──────── INPUT

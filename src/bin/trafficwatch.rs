//! trafficwatch binary entry point: loads configuration, wires the Event
//! Bus, SQLite store, and every worker behind a `Supervisor`, and serves
//! the HTTP/WebSocket surface alongside it.

use std::process::ExitCode;
use std::sync::Arc;

use clap::Parser;
use tokio_util::sync::CancellationToken;
use tracing::{error, info};
use trafficwatch::api::create_app;
use trafficwatch::bus::{EventBus, InMemoryBus, RedisBus};
use trafficwatch::config::{self, Config};
use trafficwatch::persister::SqliteStore;
use trafficwatch::supervisor::Supervisor;

#[derive(Parser, Debug)]
#[command(name = "trafficwatch")]
#[command(about = "Edge traffic-monitoring event-correlation and durability pipeline")]
#[command(version)]
struct CliArgs {
    /// Relax startup validation: invalid env values fall back to defaults
    /// with a warning instead of a fatal configuration error.
    #[arg(long)]
    dev: bool,

    /// Use the in-memory Event Bus instead of Redis. For local smoke tests.
    #[arg(long)]
    in_memory_bus: bool,
}

#[tokio::main]
async fn main() -> ExitCode {
    tracing_subscriber::fmt()
        .with_env_filter(
            tracing_subscriber::EnvFilter::try_from_default_env()
                .unwrap_or_else(|_| tracing_subscriber::EnvFilter::new("info")),
        )
        .with_target(false)
        .init();

    let args = CliArgs::parse();

    let config = match Config::from_env(!args.dev) {
        Ok(c) => c,
        Err(e) => {
            error!(error = %e, "configuration error");
            return ExitCode::from(2);
        }
    };
    config::init(config);
    let cfg = config::get();

    info!("trafficwatch starting");

    let bus: Arc<dyn EventBus> = if args.in_memory_bus {
        Arc::new(InMemoryBus::new())
    } else {
        match RedisBus::connect(&cfg.redis.host, cfg.redis.port).await {
            Ok(b) => Arc::new(b),
            Err(e) => {
                error!(error = %e, "failed to connect to event bus");
                return ExitCode::from(1);
            }
        }
    };

    let db_path = cfg.storage.database_path.to_string_lossy().to_string();
    let store = match SqliteStore::open(&db_path) {
        Ok(s) => Arc::new(s),
        Err(e) => {
            error!(error = %e, "failed to open sqlite store");
            return ExitCode::from(1);
        }
    };

    let supervisor = Supervisor::new(bus, store, cfg);
    let query = supervisor.query_surface();
    let broker = supervisor.broker();
    let cancel = supervisor.cancellation_token();

    let shutdown_token = cancel.clone();
    tokio::spawn(async move {
        tokio::signal::ctrl_c().await.ok();
        info!("received shutdown signal");
        shutdown_token.cancel();
    });

    let app = create_app(query, broker);
    let addr = format!("{}:{}", cfg.api.host, cfg.api.port);
    let listener = match tokio::net::TcpListener::bind(&addr).await {
        Ok(l) => l,
        Err(e) => {
            error!(error = %e, addr, "failed to bind http listener");
            return ExitCode::from(1);
        }
    };
    info!(addr, "http server listening");

    let http_cancel = cancel.clone();
    let http_task = tokio::spawn(async move {
        axum::serve(listener, app)
            .with_graceful_shutdown(async move { http_cancel.cancelled().await })
            .await
    });

    if let Err(e) = supervisor.run().await {
        error!(error = %e, "supervisor exited with error");
        cancel.cancel();
        let _ = http_task.await;
        return ExitCode::from(1);
    }

    cancel.cancel();
    if let Err(e) = http_task.await {
        error!(error = %e, "http server task panicked");
        return ExitCode::from(1);
    }

    info!("trafficwatch shutdown complete");
    ExitCode::SUCCESS
}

────────────────

- WHAT IS EXPECTED:
Take every line above that includes the string "listener" and return it.

- EXPECTED OUTPUT:
    let listener = match tokio::net::TcpListener::bind(&addr).await {
            error!(error = %e, addr, "failed to bind http listener");
        axum::serve(listener, app)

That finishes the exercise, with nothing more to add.